Reversing a list

Sorting a list

Binary search

From the Python perspective, most of this week's problems are purely exercises in list manipulations. However, they are important for understanding search and sorting algorithms, and they might be useful for other programming languages which do not offer the many list functionalities support that Python offers.

**Note:** Among the below explanations of the Exercises, there are also four new problems in this document.

We want to **reverse** a list without using Python's built-in functions `reversed`

and `reverse`

(that exist in some languages as well, but not all of them).

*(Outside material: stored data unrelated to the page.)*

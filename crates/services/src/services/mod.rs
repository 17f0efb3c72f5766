pub mod auto_fold;
pub mod check_in_reminder;
pub mod config;
pub mod obligation;
pub mod push;
pub mod snapshot;
pub mod stats;
pub mod weekly_recap;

If we were to reverse a list in real life (say, a sequence of papers, each with a number on it), we would have done it like this:

Swap the first and the last element of a list.

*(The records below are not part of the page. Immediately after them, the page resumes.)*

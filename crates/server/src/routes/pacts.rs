//! Read-only pact analytics.

use axum::{
    Router,
    extract::{Path, Query, State},
    response::Json as ResponseJson,
    routing::get,
};
use chrono::NaiveDate;
use db::models::{
    check_in::CheckIn,
    pact::Pact,
    pact_participant::PactParticipant,
    profile::Profile,
    weekly_recap::{RecapData, WeeklyRecap},
};
use serde::{Deserialize, Serialize};
use services::services::{snapshot::DaySnapshot, stats::build_recap};
use ts_rs::TS;
use utils::{
    calendar::{today_utc, week_before},
    response::ApiResponse,
};
use uuid::Uuid;

use crate::{AppState, error::ApiError};

/// Longest range the stats route scores in one request
const MAX_STATS_RANGE_DAYS: i64 = 366;

#[derive(Debug, Deserialize)]
pub struct StatsQuery {
    pub start: Option<NaiveDate>,
    pub end: Option<NaiveDate>,
}

#[derive(Debug, Deserialize)]
pub struct OutstandingQuery {
    pub date: Option<NaiveDate>,
}

#[derive(Debug, Clone, Serialize, TS)]
#[serde(rename_all = "camelCase")]
pub struct OutstandingObligation {
    pub pact_id: Uuid,
    pub user_id: Uuid,
    pub date: NaiveDate,
}

async fn load_pact(state: &AppState, pact_id: Uuid) -> Result<Pact, ApiError> {
    Pact::find_by_id(&state.db.pool, pact_id)
        .await?
        .ok_or(ApiError::PactNotFound(pact_id))
}

/// Completion stats and leaderboard for a pact over a date range.
/// Defaults to the last full week.
pub async fn get_pact_stats(
    State(state): State<AppState>,
    Path(pact_id): Path<Uuid>,
    Query(query): Query<StatsQuery>,
) -> Result<ResponseJson<ApiResponse<RecapData>>, ApiError> {
    let (default_start, default_end) = week_before(today_utc());
    let start = query.start.unwrap_or(default_start);
    let end = query.end.unwrap_or(default_end);
    if (end - start).num_days() >= MAX_STATS_RANGE_DAYS {
        return Err(ApiError::BadRequest(format!(
            "range {start}..{end} exceeds {MAX_STATS_RANGE_DAYS} days"
        )));
    }
    let pact = load_pact(&state, pact_id).await?;

    let participants = PactParticipant::find_by_pact_id(&state.db.pool, pact_id).await?;
    let check_ins = CheckIn::find_by_pact_in_range(&state.db.pool, pact_id, start, end).await?;
    let display_names = Profile::find_display_names(&state.db.pool).await?;

    let recap = build_recap(
        &pact,
        &participants,
        &check_ins,
        &display_names,
        start,
        end,
        state.config.weekly_anchor,
    );
    Ok(ResponseJson(ApiResponse::success(recap)))
}

/// Most recently stored weekly recap, if any
pub async fn get_latest_recap(
    State(state): State<AppState>,
    Path(pact_id): Path<Uuid>,
) -> Result<ResponseJson<ApiResponse<Option<RecapData>>>, ApiError> {
    load_pact(&state, pact_id).await?;
    let recap = WeeklyRecap::find_latest_by_pact_id(&state.db.pool, pact_id)
        .await?
        .and_then(|recap| recap.parsed_recap());
    Ok(ResponseJson(ApiResponse::success(recap)))
}

/// Participants of a pact who still owe a check-in on a date (default today)
pub async fn get_outstanding(
    State(state): State<AppState>,
    Path(pact_id): Path<Uuid>,
    Query(query): Query<OutstandingQuery>,
) -> Result<ResponseJson<ApiResponse<Vec<OutstandingObligation>>>, ApiError> {
    let date = query.date.unwrap_or_else(today_utc);
    let snapshot = DaySnapshot::load(&state.db.pool, date, Some(pact_id))
        .await?
        .ok_or(ApiError::PactNotFound(pact_id))?;

    let outstanding = snapshot
        .outstanding(state.config.weekly_anchor)
        .into_iter()
        .map(|item| OutstandingObligation {
            pact_id: item.pact.id,
            user_id: item.participant.user_id,
            date,
        })
        .collect();
    Ok(ResponseJson(ApiResponse::success(outstanding)))
}

pub fn router() -> Router<AppState> {
    Router::new().nest(
        "/pacts/{pact_id}",
        Router::new()
            .route("/stats", get(get_pact_stats))
            .route("/recap", get(get_latest_recap))
            .route("/outstanding", get(get_outstanding)),
    )
}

Swap the second and the second to last element of a list.

...

Rrecall that we have learned how to swap the values of two variables in the (sub)example in Lecture 2 (*Loops and Conditionals*).

Here is how we'd do it on an example:

Let this be a sequence of five papers with one number on each of them:

17

23

11

13

19

**The first step:** Take the **first** element from the left (marked blue) and the **first** element from the right (marked green):

17

23

11

13

19

Swap them:

19

23

11

13

17

All that is left now is to inverse the sublist without the swapped elements.

**The second step:** Take the **second** element from the left (marked blue) and the **second** element from the right (marked green):

19

23

11

13

17

Swap them:

19

13

11

23

17

Since swapping `11`

with itself makes no sense, nor would it make sense to (again) swap `23`

with `13`

or `17`

with `19`

, we stop.

So, in a general case, how long does this go?

There are to possibilities:

Do this until "left" index becomes bigger than the "right" one (effectively putting the "left" one to the right of the "right" one).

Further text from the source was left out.